Assigned task: Go to the line holding "let bottom = u64::from(frame.control.y_offset)" in the entries below and write out exactly every line down to and including the line holding "says next sequence".
[Opening Extracted material section]
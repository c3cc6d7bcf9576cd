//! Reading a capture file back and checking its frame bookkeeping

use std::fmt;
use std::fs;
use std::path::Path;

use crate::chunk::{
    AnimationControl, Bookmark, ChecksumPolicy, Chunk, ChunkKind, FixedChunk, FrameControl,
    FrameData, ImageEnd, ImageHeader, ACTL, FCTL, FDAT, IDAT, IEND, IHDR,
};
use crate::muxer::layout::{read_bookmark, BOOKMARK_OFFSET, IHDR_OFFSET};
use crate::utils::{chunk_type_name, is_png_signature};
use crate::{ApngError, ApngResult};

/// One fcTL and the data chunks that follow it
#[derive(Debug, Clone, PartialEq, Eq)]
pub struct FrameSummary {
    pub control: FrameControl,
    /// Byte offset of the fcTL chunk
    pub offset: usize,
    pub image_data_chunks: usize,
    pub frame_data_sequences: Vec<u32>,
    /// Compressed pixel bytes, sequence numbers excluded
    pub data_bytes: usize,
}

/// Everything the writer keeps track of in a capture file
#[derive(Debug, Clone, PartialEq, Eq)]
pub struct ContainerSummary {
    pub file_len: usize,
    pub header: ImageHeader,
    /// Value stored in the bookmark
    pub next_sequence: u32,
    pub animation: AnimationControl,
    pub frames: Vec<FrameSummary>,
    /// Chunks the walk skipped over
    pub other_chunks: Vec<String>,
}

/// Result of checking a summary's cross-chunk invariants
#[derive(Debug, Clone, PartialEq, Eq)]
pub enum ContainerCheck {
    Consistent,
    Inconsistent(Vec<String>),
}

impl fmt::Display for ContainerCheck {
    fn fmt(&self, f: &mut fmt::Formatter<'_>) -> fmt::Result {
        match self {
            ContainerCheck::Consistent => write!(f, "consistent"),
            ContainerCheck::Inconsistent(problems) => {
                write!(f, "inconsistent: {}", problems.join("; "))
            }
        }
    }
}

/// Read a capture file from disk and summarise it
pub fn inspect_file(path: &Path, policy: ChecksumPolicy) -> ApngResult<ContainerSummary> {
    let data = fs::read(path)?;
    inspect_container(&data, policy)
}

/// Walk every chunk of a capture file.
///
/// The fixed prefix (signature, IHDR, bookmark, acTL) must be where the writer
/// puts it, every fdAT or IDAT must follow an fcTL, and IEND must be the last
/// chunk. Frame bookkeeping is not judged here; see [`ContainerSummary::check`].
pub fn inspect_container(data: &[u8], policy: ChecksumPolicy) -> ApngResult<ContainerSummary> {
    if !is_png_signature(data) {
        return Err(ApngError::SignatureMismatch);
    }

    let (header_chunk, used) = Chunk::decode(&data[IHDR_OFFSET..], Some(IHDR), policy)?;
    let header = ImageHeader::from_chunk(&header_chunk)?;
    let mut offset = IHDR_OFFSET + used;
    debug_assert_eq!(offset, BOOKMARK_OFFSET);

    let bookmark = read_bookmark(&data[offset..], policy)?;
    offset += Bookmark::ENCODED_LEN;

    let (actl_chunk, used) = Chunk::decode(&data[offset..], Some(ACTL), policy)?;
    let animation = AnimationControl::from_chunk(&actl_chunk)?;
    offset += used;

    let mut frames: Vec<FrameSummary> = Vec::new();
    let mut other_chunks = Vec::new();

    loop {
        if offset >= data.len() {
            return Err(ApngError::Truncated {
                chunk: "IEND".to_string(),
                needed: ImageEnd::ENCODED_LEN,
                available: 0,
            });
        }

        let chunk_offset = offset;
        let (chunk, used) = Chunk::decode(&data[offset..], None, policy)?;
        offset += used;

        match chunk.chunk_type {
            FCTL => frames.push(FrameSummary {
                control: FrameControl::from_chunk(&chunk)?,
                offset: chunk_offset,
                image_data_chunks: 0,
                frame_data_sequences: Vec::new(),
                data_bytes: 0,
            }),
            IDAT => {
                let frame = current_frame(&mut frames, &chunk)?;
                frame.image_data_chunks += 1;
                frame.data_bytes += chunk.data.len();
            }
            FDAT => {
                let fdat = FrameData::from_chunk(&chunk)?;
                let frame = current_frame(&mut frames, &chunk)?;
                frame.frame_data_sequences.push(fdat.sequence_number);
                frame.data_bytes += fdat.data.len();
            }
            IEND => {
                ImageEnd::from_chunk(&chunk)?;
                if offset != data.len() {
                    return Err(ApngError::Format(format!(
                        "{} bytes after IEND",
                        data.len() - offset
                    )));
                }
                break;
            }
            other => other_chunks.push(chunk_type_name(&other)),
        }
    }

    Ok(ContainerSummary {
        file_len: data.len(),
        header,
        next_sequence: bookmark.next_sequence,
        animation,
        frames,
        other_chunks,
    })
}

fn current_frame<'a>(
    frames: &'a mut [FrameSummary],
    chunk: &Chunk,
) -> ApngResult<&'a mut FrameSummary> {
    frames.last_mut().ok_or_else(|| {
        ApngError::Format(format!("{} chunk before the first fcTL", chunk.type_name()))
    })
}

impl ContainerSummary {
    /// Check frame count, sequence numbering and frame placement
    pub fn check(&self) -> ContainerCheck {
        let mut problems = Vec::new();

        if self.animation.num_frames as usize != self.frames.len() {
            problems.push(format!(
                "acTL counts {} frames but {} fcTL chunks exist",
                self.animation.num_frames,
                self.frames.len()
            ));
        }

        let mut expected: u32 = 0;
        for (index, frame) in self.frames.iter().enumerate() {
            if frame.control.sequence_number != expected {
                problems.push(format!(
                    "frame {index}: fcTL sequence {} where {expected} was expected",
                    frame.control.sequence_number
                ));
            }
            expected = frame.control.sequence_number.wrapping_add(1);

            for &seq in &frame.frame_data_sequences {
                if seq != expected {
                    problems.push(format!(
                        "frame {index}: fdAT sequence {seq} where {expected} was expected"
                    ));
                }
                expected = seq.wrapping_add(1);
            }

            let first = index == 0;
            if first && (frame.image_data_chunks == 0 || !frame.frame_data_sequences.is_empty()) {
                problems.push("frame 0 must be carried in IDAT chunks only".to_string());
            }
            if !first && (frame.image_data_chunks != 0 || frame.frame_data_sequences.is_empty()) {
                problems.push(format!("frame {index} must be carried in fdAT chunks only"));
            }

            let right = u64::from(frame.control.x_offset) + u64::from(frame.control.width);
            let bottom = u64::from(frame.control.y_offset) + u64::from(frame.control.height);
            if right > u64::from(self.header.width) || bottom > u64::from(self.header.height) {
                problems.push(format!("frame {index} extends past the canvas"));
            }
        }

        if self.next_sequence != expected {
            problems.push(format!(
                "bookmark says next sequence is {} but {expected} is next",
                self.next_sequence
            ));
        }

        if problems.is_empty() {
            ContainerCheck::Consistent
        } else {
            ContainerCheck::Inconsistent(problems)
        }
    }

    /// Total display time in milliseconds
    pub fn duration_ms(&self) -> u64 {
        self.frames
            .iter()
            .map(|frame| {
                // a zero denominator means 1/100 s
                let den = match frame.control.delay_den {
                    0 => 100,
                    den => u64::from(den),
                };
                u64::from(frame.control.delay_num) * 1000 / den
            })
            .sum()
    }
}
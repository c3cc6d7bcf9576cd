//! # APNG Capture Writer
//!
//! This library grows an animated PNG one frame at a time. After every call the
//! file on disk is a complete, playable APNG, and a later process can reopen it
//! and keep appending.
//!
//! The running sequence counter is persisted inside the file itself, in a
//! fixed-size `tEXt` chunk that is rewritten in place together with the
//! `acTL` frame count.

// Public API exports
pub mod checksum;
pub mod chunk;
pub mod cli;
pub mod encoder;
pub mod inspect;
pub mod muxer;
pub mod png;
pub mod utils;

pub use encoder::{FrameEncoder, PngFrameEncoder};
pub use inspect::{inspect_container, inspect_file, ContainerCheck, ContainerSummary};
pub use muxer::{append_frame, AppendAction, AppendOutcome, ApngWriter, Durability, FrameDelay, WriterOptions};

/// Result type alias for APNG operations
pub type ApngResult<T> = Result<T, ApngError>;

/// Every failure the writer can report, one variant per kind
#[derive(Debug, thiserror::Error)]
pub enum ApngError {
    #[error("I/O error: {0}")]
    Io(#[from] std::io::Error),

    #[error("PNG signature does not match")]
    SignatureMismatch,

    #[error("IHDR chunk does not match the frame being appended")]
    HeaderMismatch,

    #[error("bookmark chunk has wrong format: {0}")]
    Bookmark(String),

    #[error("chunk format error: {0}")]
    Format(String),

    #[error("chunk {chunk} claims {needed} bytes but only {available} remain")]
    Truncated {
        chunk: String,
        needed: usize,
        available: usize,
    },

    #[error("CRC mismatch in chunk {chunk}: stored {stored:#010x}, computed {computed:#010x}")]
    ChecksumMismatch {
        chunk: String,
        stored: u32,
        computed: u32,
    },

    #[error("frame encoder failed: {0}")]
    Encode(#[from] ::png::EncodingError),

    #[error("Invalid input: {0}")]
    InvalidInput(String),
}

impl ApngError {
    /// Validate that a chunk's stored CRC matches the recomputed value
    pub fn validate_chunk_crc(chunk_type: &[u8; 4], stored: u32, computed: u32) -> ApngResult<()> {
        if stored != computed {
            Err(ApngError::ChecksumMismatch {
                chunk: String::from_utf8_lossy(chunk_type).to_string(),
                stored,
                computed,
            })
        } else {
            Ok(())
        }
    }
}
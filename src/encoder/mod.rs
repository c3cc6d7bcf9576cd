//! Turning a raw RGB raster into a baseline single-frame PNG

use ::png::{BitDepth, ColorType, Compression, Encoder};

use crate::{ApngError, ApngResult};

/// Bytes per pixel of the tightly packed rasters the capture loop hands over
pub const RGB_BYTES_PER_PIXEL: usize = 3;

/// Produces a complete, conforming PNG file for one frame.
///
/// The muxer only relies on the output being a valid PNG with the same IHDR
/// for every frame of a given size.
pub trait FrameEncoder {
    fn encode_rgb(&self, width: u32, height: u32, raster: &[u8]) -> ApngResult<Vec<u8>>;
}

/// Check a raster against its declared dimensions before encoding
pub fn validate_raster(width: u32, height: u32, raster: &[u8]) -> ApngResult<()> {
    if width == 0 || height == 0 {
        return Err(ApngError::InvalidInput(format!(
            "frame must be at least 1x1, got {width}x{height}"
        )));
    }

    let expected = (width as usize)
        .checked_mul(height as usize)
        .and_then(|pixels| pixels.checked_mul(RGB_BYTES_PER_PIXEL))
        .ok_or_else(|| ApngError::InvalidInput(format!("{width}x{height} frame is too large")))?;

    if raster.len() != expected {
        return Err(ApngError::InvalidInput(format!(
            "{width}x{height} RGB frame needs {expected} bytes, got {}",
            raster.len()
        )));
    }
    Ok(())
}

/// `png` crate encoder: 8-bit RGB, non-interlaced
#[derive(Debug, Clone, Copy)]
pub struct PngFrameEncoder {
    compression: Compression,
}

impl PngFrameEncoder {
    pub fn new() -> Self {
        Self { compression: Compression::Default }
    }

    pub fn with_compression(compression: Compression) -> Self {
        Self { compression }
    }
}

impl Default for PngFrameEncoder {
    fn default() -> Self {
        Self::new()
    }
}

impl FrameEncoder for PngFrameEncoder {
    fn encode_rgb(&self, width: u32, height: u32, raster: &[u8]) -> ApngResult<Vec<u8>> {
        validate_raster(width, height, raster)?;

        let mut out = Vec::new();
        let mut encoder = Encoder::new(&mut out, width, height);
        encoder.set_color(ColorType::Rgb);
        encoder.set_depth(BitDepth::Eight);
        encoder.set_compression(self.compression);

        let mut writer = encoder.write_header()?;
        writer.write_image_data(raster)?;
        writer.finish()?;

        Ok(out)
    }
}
[Closing Extracted material section]
Answer space:
            let bottom = u64::from(frame.control.y_offset) + u64::from(frame.control.height);
            if right > u64::from(self.header.width) || bottom > u64::from(self.header.height) {
                problems.push(format!("frame {index} extends past the canvas"));
            }
        }

        if self.next_sequence != expected {
            problems.push(format!(
                "bookmark says next sequence is {} but {expected} is next",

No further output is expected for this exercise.